Le conservatoire par celles et ceux qui l’habitent
À travers Clémence, c’est aussi un peu elle que Donzelli regarde ; fougue de la jeunesse et indélébile syndrome d’illégitimité qui colle à la peau des jeunes filles comme expériences partageables. Par cette confrontation, Rue du Conservatoire restitue la distance qui sépare la cinéaste de cette jeune génération, en même temps qu’il établit des points de connexion et de reconnaissance avec elle.

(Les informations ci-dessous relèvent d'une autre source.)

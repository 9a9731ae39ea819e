//! Delimited-file plumbing shared by the loaders and exporters.
//!
//! - **Delimiter resolution**: `.tsv` selects tab, everything else comma,
//!   unless a delimiter was supplied explicitly.
//! - **Encoding**: input bytes are decoded through `encoding_rs`, UTF-8 by
//!   default. Output is always UTF-8.
//! - **stdin/stdout**: the `-` path routes through the standard streams.

use std::{
    fs::File,
    io::{BufReader, BufWriter, Read, Write},
    path::Path,
};

use anyhow::{Context, Result, anyhow};
use csv::QuoteStyle;
use encoding_rs::{Encoding, UTF_8};

pub const DEFAULT_CSV_DELIMITER: u8 = b',';
pub const DEFAULT_TSV_DELIMITER: u8 = b'\t';

pub fn is_dash(path: &Path) -> bool {
    path == Path::new("-")
}

pub fn resolve_encoding(label: Option<&str>) -> Result<&'static Encoding> {
    if let Some(value) = label {
        Encoding::for_label(value.trim().as_bytes())
            .ok_or_else(|| anyhow!("Unknown encoding '{value}'"))
    } else {
        Ok(UTF_8)
    }
}

pub fn resolve_input_delimiter(path: &Path, provided: Option<u8>) -> u8 {
    provided.unwrap_or_else(|| match path.extension().and_then(|ext| ext.to_str()) {
        Some(ext) if ext.eq_ignore_ascii_case("tsv") => DEFAULT_TSV_DELIMITER,
        _ => DEFAULT_CSV_DELIMITER,
    })
}

/// Ragged rows are tolerated here; the loader pads or truncates them to the
/// header width.
pub fn open_csv_reader<R>(reader: R, delimiter: u8) -> csv::Reader<R>
where
    R: Read,
{
    let mut builder = csv::ReaderBuilder::new();
    builder
        .has_headers(true)
        .delimiter(delimiter)
        .double_quote(true)
        .flexible(true);
    builder.from_reader(reader)
}

pub fn open_csv_reader_from_path(path: &Path, delimiter: u8) -> Result<csv::Reader<Box<dyn Read>>> {
    let reader: Box<dyn Read> = if is_dash(path) {
        Box::new(std::io::stdin().lock())
    } else {
        Box::new(BufReader::new(
            File::open(path).with_context(|| format!("Opening input file {path:?}"))?,
        ))
    };
    Ok(open_csv_reader(reader, delimiter))
}

pub fn open_output(path: Option<&Path>) -> Result<Box<dyn Write>> {
    Ok(match path {
        Some(p) if !is_dash(p) => Box::new(BufWriter::new(
            File::create(p).with_context(|| format!("Creating output file {p:?}"))?,
        )),
        _ => Box::new(std::io::stdout()),
    })
}

pub fn open_csv_writer(path: Option<&Path>, delimiter: u8) -> Result<csv::Writer<Box<dyn Write>>> {
    let base = open_output(path)?;
    let mut builder = csv::WriterBuilder::new();
    builder
        .delimiter(delimiter)
        .quote_style(QuoteStyle::Necessary)
        .double_quote(true);
    Ok(builder.from_writer(base))
}

pub fn decode_bytes(bytes: &[u8], encoding: &'static Encoding) -> Result<String> {
    let (text, _, had_errors) = encoding.decode(bytes);
    if had_errors {
        Err(anyhow!(
            "Failed to decode text with encoding {}",
            encoding.name()
        ))
    } else {
        Ok(text.into_owned())
    }
}

pub fn decode_record(record: &csv::ByteRecord, encoding: &'static Encoding) -> Result<Vec<String>> {
    record
        .iter()
        .map(|field| decode_bytes(field, encoding))
        .collect()
}

pub fn reader_headers<R>(
    reader: &mut csv::Reader<R>,
    encoding: &'static Encoding,
) -> Result<Vec<String>>
where
    R: Read,
{
    let headers = reader.byte_headers()?.clone();
    let mut decoded = decode_record(&headers, encoding)?;
    if let Some(first) = decoded.first_mut() {
        // Spreadsheet tools like to prepend a BOM to CSV exports.
        *first = first.trim_start_matches('\u{feff}').to_string();
    }
    Ok(decoded)
}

Le film parvient ainsi à poser une question plus large, et plus complexe, sur ce qui fait et défait une génération et s’offre comme un contrechamp pertinent au film documentaire consacré au tournage des Amandiers de Valéria Bruni Tedeschi, lui aussi voué à l’étude de l’acte de création (Des amandiers aux amandiers de Karine Silla Perez, Stéphane Milon) et très axé sur l’impétuosité de son autrice.
Présent et passé
À l’inverse, tout dans Rue du Conservatoire témoigne d’une modernité : des profils extrêmement variés des comédien·nes (on s’étonne et on se réjouit qu’une telle diversité ait pénétré cette vieille institution) à la façon dont Clémence travaille avec elles et eux, avec pugnacité mais délestée de la posture sacrificielle de l’artiste au travail. Enfin, le délicieux anachronisme de la touche Donzelli donne au film des drôles d’airs. À mesure qu’il enregistre le présent très actuel de ces jeunes gens, il les archive instantanément. Une émotion particulière se dégage alors de ces images, de ces nouveaux visages. En les regardant Rue du Conservatoire ne pouvait pas être plus clément envers celles et ceux, acteurs et actrices, dont la plus grande crainte est de ne plus être regardé.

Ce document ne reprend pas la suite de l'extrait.